[Saved data entries]
::::
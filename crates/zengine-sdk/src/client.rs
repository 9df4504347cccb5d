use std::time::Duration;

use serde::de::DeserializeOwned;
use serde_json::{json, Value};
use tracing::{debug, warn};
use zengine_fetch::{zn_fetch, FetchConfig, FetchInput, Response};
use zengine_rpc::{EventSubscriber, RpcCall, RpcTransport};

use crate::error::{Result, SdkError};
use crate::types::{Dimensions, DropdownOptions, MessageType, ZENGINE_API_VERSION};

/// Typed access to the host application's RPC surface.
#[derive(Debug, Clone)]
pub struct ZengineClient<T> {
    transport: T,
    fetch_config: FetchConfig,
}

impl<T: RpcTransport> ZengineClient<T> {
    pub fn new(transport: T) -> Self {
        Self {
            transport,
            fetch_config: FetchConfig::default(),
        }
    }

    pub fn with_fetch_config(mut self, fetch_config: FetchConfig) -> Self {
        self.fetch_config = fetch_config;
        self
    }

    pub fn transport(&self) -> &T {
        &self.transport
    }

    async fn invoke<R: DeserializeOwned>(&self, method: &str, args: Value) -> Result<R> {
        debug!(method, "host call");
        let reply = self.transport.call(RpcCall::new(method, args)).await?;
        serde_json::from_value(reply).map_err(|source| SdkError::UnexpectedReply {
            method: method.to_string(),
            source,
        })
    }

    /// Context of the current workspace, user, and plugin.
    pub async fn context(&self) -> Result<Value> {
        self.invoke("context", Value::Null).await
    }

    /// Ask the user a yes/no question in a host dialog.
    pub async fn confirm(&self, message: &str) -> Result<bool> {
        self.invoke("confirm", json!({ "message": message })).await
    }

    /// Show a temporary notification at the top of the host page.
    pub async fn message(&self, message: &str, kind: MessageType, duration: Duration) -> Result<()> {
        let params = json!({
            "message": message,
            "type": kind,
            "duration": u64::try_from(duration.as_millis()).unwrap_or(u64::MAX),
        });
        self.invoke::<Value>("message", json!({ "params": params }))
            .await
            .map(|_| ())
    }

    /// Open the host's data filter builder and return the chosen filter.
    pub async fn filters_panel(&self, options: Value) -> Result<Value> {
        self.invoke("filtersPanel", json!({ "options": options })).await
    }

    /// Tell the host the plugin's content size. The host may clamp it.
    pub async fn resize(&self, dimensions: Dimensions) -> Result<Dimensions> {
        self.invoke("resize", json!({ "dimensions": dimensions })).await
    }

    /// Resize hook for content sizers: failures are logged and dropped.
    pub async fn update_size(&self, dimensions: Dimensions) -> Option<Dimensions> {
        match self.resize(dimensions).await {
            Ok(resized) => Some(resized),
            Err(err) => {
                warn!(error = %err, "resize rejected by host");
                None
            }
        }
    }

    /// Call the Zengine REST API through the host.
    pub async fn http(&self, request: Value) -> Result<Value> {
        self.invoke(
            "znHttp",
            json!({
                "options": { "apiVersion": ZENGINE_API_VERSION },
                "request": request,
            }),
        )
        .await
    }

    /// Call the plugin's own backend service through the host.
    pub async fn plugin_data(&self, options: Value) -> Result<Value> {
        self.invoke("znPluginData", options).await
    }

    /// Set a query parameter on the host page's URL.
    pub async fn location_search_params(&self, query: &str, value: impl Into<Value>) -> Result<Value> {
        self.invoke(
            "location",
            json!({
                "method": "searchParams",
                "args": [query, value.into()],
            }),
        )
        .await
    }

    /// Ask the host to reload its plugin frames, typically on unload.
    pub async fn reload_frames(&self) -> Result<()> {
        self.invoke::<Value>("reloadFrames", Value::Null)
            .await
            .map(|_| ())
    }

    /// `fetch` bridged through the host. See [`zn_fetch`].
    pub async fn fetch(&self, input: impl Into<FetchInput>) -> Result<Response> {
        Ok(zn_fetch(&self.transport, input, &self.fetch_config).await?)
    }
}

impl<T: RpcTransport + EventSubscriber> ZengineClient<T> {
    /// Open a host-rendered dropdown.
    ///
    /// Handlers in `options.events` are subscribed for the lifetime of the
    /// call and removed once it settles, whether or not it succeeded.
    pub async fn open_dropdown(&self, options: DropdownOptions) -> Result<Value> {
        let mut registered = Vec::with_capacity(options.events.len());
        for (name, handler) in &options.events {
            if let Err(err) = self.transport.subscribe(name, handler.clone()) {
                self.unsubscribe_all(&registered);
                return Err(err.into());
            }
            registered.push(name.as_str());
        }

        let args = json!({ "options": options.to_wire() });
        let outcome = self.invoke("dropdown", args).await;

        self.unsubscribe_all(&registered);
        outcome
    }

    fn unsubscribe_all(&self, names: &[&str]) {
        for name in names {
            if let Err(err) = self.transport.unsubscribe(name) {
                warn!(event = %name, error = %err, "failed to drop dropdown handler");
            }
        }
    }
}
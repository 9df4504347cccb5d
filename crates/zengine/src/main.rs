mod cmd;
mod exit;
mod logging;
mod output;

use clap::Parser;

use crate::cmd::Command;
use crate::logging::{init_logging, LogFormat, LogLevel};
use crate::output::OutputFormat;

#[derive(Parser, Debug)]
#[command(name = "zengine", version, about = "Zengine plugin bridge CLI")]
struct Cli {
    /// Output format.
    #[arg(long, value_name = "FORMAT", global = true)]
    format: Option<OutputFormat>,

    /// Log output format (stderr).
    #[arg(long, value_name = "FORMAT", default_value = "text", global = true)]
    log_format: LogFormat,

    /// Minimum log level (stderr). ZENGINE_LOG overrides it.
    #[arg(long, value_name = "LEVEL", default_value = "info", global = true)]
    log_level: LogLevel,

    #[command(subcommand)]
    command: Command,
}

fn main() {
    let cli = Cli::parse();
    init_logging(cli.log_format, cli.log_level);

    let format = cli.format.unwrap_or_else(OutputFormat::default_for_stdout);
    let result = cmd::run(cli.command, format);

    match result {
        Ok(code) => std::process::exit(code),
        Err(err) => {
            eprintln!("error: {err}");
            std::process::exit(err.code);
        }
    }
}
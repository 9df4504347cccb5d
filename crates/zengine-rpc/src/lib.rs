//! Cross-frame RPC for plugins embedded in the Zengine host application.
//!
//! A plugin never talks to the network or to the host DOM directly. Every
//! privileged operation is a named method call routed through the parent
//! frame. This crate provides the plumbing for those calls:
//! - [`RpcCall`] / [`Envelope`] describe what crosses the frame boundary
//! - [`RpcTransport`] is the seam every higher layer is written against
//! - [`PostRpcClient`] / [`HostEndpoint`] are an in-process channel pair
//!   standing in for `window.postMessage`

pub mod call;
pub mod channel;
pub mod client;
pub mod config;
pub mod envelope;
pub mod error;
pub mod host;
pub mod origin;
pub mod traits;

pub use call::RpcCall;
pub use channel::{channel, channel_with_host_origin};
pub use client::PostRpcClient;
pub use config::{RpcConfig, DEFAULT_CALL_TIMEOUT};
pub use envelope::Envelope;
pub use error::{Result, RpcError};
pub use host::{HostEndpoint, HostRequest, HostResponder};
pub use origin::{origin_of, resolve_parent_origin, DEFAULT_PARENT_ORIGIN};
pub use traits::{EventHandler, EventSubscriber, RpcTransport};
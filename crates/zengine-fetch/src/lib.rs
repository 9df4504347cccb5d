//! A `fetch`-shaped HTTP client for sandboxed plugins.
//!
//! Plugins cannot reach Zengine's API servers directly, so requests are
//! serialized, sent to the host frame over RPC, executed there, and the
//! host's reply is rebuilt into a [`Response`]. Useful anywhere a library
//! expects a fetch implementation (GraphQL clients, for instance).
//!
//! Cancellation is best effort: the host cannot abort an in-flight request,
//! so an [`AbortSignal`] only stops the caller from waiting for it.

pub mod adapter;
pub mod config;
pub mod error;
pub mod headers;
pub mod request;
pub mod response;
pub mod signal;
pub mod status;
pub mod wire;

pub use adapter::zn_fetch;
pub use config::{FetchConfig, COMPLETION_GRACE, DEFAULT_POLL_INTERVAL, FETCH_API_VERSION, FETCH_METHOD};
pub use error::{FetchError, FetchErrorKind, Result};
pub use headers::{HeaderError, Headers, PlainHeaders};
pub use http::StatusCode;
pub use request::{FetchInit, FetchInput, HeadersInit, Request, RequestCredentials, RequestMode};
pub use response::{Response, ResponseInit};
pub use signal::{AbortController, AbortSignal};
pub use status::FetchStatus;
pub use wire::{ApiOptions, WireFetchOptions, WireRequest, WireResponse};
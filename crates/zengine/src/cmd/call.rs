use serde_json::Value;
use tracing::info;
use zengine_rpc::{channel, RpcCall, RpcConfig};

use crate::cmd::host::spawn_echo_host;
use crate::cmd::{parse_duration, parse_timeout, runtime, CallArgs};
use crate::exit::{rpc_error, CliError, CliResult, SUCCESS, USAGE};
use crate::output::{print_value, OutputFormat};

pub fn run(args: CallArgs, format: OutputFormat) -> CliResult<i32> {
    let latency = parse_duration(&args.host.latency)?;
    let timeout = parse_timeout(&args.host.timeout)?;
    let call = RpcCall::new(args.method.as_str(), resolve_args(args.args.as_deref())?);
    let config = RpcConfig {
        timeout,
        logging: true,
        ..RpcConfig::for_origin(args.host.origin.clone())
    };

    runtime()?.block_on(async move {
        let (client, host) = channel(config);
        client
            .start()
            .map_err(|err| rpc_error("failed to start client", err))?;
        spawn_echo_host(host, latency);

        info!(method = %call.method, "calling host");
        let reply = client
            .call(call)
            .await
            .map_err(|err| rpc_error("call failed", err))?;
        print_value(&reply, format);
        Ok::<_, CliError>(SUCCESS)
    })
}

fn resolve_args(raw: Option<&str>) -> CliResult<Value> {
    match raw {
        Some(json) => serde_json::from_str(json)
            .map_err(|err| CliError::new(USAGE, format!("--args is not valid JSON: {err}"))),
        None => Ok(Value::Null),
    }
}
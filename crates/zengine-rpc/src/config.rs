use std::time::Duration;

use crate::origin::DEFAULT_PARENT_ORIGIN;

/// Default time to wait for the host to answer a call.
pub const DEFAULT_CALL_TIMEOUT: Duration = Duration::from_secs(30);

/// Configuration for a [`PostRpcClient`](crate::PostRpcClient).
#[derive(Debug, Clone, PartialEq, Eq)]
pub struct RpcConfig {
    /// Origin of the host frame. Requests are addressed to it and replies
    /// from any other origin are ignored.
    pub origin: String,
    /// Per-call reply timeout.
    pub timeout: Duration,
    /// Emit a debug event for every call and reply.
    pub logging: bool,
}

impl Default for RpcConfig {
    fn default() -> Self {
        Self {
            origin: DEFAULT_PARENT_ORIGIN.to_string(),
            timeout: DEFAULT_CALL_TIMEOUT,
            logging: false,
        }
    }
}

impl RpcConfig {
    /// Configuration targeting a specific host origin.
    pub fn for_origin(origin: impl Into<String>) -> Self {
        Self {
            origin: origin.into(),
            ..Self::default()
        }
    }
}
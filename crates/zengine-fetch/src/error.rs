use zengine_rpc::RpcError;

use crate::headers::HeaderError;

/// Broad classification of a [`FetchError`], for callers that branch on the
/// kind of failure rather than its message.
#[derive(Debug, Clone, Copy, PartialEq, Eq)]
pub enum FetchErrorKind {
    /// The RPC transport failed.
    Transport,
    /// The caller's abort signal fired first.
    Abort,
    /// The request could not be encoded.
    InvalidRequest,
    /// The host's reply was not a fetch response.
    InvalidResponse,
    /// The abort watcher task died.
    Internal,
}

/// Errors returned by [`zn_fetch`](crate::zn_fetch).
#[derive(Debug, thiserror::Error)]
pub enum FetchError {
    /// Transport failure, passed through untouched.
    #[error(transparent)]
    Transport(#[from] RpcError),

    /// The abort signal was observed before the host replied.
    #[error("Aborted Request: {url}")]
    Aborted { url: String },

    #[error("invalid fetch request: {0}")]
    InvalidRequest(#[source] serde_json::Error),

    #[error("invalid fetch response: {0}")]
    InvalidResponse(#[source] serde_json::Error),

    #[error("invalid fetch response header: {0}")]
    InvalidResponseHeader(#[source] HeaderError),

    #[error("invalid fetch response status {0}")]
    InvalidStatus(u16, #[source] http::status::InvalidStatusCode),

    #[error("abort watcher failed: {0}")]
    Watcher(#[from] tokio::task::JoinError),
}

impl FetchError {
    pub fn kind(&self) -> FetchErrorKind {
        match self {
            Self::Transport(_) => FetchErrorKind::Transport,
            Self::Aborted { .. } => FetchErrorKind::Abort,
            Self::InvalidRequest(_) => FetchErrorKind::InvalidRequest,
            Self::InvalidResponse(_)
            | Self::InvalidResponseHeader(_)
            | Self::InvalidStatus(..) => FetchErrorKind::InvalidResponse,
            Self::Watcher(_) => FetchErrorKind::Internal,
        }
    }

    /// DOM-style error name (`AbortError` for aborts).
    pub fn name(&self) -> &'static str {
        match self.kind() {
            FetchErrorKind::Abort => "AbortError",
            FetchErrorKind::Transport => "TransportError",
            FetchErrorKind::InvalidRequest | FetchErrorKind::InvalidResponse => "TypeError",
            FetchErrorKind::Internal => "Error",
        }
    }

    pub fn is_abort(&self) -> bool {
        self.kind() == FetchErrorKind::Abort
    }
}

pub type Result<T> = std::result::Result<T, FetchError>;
::::
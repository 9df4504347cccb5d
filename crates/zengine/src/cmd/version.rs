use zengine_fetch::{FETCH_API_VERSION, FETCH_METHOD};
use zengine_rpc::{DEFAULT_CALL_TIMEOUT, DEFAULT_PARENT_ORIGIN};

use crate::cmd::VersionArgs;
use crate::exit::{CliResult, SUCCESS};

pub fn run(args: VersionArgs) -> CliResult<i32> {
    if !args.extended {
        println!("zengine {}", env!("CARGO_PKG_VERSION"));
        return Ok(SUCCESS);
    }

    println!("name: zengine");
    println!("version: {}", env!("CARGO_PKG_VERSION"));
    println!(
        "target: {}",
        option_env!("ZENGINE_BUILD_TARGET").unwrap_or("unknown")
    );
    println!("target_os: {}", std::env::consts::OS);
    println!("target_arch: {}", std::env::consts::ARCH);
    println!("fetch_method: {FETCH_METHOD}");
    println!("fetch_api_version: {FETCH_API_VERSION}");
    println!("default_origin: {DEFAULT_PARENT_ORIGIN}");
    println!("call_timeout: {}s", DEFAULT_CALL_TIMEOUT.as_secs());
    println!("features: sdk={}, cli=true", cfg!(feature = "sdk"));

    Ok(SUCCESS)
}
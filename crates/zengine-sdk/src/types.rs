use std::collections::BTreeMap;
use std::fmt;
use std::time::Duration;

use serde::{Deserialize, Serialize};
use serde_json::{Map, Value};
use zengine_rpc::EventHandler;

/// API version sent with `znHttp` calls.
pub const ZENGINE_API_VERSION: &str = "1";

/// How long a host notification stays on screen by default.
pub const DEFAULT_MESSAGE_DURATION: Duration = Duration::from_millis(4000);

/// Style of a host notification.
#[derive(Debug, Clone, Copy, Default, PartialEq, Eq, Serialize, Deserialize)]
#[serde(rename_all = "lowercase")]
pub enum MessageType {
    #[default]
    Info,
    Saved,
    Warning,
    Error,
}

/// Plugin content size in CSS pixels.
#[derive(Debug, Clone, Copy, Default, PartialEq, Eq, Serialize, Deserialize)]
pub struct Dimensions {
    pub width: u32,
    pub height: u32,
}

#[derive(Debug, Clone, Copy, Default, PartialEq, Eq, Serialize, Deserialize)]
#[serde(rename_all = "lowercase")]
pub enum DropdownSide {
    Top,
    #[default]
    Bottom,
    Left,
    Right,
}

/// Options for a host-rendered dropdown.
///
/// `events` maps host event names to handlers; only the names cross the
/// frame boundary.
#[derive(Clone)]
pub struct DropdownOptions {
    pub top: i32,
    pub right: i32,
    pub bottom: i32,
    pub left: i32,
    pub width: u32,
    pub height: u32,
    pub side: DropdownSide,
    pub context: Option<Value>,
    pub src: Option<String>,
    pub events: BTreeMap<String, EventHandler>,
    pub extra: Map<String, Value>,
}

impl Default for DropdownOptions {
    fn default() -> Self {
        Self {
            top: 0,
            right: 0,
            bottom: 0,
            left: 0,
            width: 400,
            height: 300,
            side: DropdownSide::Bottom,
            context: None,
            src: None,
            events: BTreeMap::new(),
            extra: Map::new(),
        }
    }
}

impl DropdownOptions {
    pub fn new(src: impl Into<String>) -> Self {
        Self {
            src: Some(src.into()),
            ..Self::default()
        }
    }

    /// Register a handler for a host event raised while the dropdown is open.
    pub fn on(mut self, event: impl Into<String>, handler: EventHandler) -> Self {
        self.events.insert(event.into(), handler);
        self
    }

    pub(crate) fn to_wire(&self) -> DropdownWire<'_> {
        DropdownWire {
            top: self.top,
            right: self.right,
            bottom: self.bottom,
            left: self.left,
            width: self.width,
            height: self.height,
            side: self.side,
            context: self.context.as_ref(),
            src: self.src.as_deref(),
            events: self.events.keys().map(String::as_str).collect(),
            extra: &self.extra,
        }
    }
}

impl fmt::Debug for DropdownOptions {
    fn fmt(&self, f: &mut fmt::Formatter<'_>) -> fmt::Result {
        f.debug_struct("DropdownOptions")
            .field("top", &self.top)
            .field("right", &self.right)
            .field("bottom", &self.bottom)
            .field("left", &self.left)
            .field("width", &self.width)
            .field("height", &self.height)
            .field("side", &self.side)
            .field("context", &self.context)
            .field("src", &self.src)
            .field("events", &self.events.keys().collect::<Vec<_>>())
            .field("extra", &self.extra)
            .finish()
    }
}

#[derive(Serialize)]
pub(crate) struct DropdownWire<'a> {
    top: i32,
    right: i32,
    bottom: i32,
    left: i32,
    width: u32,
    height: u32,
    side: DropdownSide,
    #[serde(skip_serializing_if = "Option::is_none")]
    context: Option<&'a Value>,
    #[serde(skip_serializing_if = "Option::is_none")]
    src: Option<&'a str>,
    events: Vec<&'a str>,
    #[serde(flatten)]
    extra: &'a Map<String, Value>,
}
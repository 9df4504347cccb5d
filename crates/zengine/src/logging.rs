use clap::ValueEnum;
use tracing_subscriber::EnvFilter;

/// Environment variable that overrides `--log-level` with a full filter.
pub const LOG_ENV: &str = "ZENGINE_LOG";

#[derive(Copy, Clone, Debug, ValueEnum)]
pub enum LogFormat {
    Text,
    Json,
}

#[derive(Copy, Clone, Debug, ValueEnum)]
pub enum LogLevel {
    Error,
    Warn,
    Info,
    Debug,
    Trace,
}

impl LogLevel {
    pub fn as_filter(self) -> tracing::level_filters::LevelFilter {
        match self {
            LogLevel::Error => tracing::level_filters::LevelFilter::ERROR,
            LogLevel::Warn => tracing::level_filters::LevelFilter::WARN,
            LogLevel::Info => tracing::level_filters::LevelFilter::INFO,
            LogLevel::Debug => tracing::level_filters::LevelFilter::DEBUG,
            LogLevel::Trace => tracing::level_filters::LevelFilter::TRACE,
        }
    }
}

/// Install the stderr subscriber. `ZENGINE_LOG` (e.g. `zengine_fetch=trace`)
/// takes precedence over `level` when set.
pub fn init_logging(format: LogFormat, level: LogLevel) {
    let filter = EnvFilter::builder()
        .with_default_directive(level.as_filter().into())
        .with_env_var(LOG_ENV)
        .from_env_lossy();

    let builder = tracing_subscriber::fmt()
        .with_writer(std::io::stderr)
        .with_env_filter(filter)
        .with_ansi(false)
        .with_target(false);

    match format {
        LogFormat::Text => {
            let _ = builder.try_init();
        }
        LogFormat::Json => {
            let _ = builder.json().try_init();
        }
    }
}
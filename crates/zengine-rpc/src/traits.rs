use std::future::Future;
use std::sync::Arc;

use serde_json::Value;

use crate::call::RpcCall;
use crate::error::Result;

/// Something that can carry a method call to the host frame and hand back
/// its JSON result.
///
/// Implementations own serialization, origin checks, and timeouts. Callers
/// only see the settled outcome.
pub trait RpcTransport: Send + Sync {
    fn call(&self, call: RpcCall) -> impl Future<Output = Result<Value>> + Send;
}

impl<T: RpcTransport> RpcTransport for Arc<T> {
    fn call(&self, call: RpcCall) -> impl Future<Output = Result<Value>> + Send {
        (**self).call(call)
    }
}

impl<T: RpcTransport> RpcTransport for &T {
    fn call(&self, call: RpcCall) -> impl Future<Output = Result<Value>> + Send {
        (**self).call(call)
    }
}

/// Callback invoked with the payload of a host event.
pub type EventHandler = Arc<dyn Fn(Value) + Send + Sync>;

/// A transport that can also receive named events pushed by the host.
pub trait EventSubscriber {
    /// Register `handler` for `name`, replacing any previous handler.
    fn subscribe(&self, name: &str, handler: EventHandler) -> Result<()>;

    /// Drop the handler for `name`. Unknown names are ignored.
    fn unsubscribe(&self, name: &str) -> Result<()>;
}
::::
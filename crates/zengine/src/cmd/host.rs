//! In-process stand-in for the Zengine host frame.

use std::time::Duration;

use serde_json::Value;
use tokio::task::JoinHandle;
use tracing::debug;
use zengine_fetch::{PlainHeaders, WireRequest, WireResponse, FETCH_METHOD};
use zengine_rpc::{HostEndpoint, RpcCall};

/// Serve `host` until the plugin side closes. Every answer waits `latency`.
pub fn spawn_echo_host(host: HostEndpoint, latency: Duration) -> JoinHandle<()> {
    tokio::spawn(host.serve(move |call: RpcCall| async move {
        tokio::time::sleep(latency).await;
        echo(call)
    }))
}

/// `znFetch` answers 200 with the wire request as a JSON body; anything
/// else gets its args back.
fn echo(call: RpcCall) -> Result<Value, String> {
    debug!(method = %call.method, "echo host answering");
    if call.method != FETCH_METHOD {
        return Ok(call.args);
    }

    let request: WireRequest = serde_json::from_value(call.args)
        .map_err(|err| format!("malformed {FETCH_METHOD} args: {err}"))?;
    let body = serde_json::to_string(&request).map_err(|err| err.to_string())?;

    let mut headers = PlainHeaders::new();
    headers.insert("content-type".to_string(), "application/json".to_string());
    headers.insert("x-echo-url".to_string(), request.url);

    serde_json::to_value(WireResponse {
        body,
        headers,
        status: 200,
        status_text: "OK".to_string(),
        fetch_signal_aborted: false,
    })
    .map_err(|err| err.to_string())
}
::::
◆ Exercise brief ◆
Say how many lines in the records contain the word "directly". Nothing but the number is required.

◆ Response to this exercise ◆
2